From: Jan Kara <jack@suse.cz>
To: Andrew Morton <akpm@osdl.org>
Cc: mason@suse.com, linux-fsdevel@vger.kernel.org
Subject: Re: [PATCH] Fix ext2 error reporting on fsync
Date: Mon, 23 Jan 2006 00:31:29 +0100 [thread overview]
Message-ID: <20060122233126.GC28667@atrey.karlin.mff.cuni.cz> (raw)
In-Reply-To: <20060120132402.51ee5151.akpm@osdl.org>
[-- Attachment #1: Type: text/plain, Size: 2471 bytes --]
> Jan Kara <jack@suse.cz> wrote:
> >
> > > Jan Kara <jack@suse.cz> wrote:
> > > >
> > > > > (If you're proposing that we walk the buffer_head list until we somehow
> > > > > find the list_head or hlist_head which is embedded within the desired
> > > > > address_space then yes2, but how do we know where to terminate the search?)
> > > > Yes, that's it. If the list is not circular, then it's easy to find
> > > > it's head. So what I suggest is to change private_list from a circular
> > > > list of list_head structures to the non-circular one. And because
> > > > non-circular list is already implemented in hlist macros I'd simply use
> > > > those. The only minor hack is that mapping would not contain hlist_head
> > > > but hlist_node with pprev set to NULL so that we easily recognize it when
> > > > traversing backwards. Is it clearer now?
> > >
> > > Ah, yes. It could get pretty inefficient in some corner cases, I guess. A
> > > 4GB file will have up to 1000 buffers on that list so we're looking at
> > > potentially O(1000000) operations.
> > >
> > > Plan B is to stick with a doubly-linked list, but mark the address_space's
> > > list_head by setting bit 0 of its list_head.next to 1.
> > >
> > > The challenge is to implement this in a manner which Linus doesn't notice ;)

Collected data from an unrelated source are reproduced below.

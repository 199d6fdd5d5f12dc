//! # Parser 测试

use super::*;

/// 解析辅助：成功时返回 Program
fn parse(input: &str) -> Program {
    let mut p = Parser::new(Lexer::new(input));
    p.parse_program().expect("解析应当成功")
}

/// 解析辅助：失败时返回错误列表
fn parse_err(input: &str) -> Vec<SyntaxError> {
    let mut p = Parser::new(Lexer::new(input));
    p.parse_program().expect_err("解析应当失败")
}

// -------------------------------------------------------------------------
// 正常系
// -------------------------------------------------------------------------

#[test]
fn test_parse_text_and_commands() {
    let program = parse("こんにちは[l]世界[p]");
    assert_eq!(program.statements.len(), 4);

    match &program.statements[0].expression {
        Expression::Text(t) => assert_eq!(t.value, "こんにちは"),
        other => panic!("期望正文，实际是 {other:?}"),
    }
    match &program.statements[1].expression {
        Expression::Cmd(c) => assert_eq!(c.func_name.value, "l"),
        other => panic!("期望命令，实际是 {other:?}"),
    }
    match &program.statements[2].expression {
        Expression::Text(t) => assert_eq!(t.value, "世界"),
        other => panic!("期望正文，实际是 {other:?}"),
    }
    match &program.statements[3].expression {
        Expression::Cmd(c) => assert_eq!(c.func_name.value, "p"),
        other => panic!("期望命令，实际是 {other:?}"),
    }
}

#[test]
fn test_parse_cmd_parameters() {
    let program = parse(r#"[image a="value1" b="value2" c="test.png"]"#);
    assert_eq!(program.statements.len(), 1);

    let Expression::Cmd(cmd) = &program.statements[0].expression else {
        panic!("期望命令");
    };
    assert_eq!(cmd.func_name.value, "image");
    assert_eq!(cmd.params.get("a"), Some("value1"));
    assert_eq!(cmd.params.get("b"), Some("value2"));
    assert_eq!(cmd.params.get("c"), Some("test.png"));
}

#[test]
fn test_newline_separates_statements() {
    let program = parse("hello\nworld\n");
    assert_eq!(program.statements.len(), 2);
    assert_eq!(program.statements[0].expression.to_string(), "hello");
    assert_eq!(program.statements[1].expression.to_string(), "world");
}

#[test]
fn test_parse_label_blocks() {
    let input = "*start\nあい[p]\n*second\nうえ";
    let program = parse(input);
    assert_eq!(program.statements.len(), 2);

    let Expression::Label(first) = &program.statements[0].expression else {
        panic!("期望标签");
    };
    assert_eq!(first.name.value, "start");
    // 本体：正文 + [p]。本体延伸到下一个标签之前
    assert_eq!(first.body.statements.len(), 2);

    let Expression::Label(second) = &program.statements[1].expression else {
        panic!("期望标签");
    };
    assert_eq!(second.name.value, "second");
    assert_eq!(second.body.statements.len(), 1);
}

#[test]
fn test_text_before_first_label_is_top_level() {
    let program = parse("プロローグ\n*start\n本文");
    assert_eq!(program.statements.len(), 2);
    assert!(matches!(
        program.statements[0].expression,
        Expression::Text(_)
    ));
    assert!(matches!(
        program.statements[1].expression,
        Expression::Label(_)
    ));
}

#[test]
fn test_parse_full_scenario_snapshot() {
    let input = "*start\nこんにちは[l]世界[p]\n[image source=\"test.png\"]\n[wait time=\"100\"]\n*example1\nこれは[l]\n[jump target=\"start\"]";
    let program = parse(input);

    // Display 实现将 AST 还原为近似源码的形式
    insta::assert_snapshot!(
        program.to_string(),
        @r#"*start
こんにちは[l]世界[p][image source="test.png"][wait time="100"]*example1
これは[l][jump target="start"]"#
    );
}

#[test]
fn test_empty_label_body() {
    let program = parse("*start\n");
    let Expression::Label(label) = &program.statements[0].expression else {
        panic!("期望标签");
    };
    assert!(label.body.statements.is_empty());
}

// -------------------------------------------------------------------------
// 异常系
// -------------------------------------------------------------------------

#[test]
fn test_error_unterminated_bracket() {
    // 闭括号缺失时，恰好产生一个语法错误
    let errors = parse_err(r#"[example a="hello""#);
    assert_eq!(
        errors,
        vec![SyntaxError::UnterminatedCommand {
            command: "example".to_string(),
        }]
    );
    assert!(errors[0].to_string().contains("闭括号"));
}

#[test]
fn test_error_missing_equal() {
    let errors = parse_err(r#"[image source "test.png"]"#);
    assert_eq!(errors.len(), 1);
    assert!(matches!(
        errors[0],
        SyntaxError::UnexpectedToken {
            expected: TokenType::Equal,
            ..
        }
    ));
}

#[test]
fn test_error_missing_quoted_value() {
    let errors = parse_err("[wait time=]");
    assert_eq!(errors.len(), 1);
    assert!(matches!(
        errors[0],
        SyntaxError::UnexpectedToken {
            expected: TokenType::Str,
            actual: TokenType::RBracket,
        }
    ));
}

#[test]
fn test_error_label_requires_newline() {
    let errors = parse_err("*start");
    assert!(matches!(
        errors[0],
        SyntaxError::UnexpectedToken {
            expected: TokenType::Newline,
            ..
        }
    ));
}

#[test]
fn test_errors_accessor_accumulates() {
    let mut p = Parser::new(Lexer::new("[a=]\n[b=]"));
    let result = p.parse_program();
    assert!(result.is_err());
    // 两个坏命令，各记录一个错误，互不级联
    assert_eq!(p.errors().len(), 2);
}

> > In the mean time I though of an improvement of our cunning plan ;) We
> > could reserve a bit in bh_state. Something like BH_Neighbor_EIO. If
> > buffer is going to be thrown out from private_list (and has BH_Write_EIO
> > or BH_Neighbor_EIO set) we find another victim (previous buffer on the
> > list) and mark it by BH_Neighbor_EIO. If the buffer was the first one,
> > we can set error on the mapping. By this we get rid of going through the
> > long link list.
> > I guess I like this solution enough so that I start coding ;).
>
> hm.
>
> Another approach would be to allocate a new buffer_head which "belongs" to
> the address_space. So instead of doing:
>
> bh<->bh<->address_space<->bh<->bh
>
> we do:
>
> address_space
> ^
> |
> v
> bh<->bh<->bh'<->bh<->bh
>
> and set a magic bit in bh' which says "this is not a real bh; your
> address_space is at *b_private".
Attached is the first patch combining your and my ideas. It's just for
illustration - it's completely untested.
Honza
--
Jan Kara <jack@suse.cz>
SuSE CR Labs
[-- Attachment #2: vfs-2.6.16-rc1-1-private_list.diff --]
[-- Type: text/plain, Size: 9957 bytes --]
diff -rupX /home/jack/.kerndiffexclude linux-2.6.16-rc1/fs/buffer.c linux-2.6.16-rc1-1-private_list/fs/buffer.c
--- linux-2.6.16-rc1/fs/buffer.c 2006-01-17 21:44:01.000000000 +0100
+++ linux-2.6.16-rc1-1-private_list/fs/buffer.c 2006-01-23 00:43:16.000000000 +0100
@@ -663,26 +663,26 @@ EXPORT_SYMBOL(mark_buffer_async_write);
*
* The functions mark_buffer_inode_dirty(), fsync_inode_buffers(),
* inode_has_buffers() and invalidate_inode_buffers() are provided for the
- * management of a list of dependent buffers at ->i_mapping->private_list.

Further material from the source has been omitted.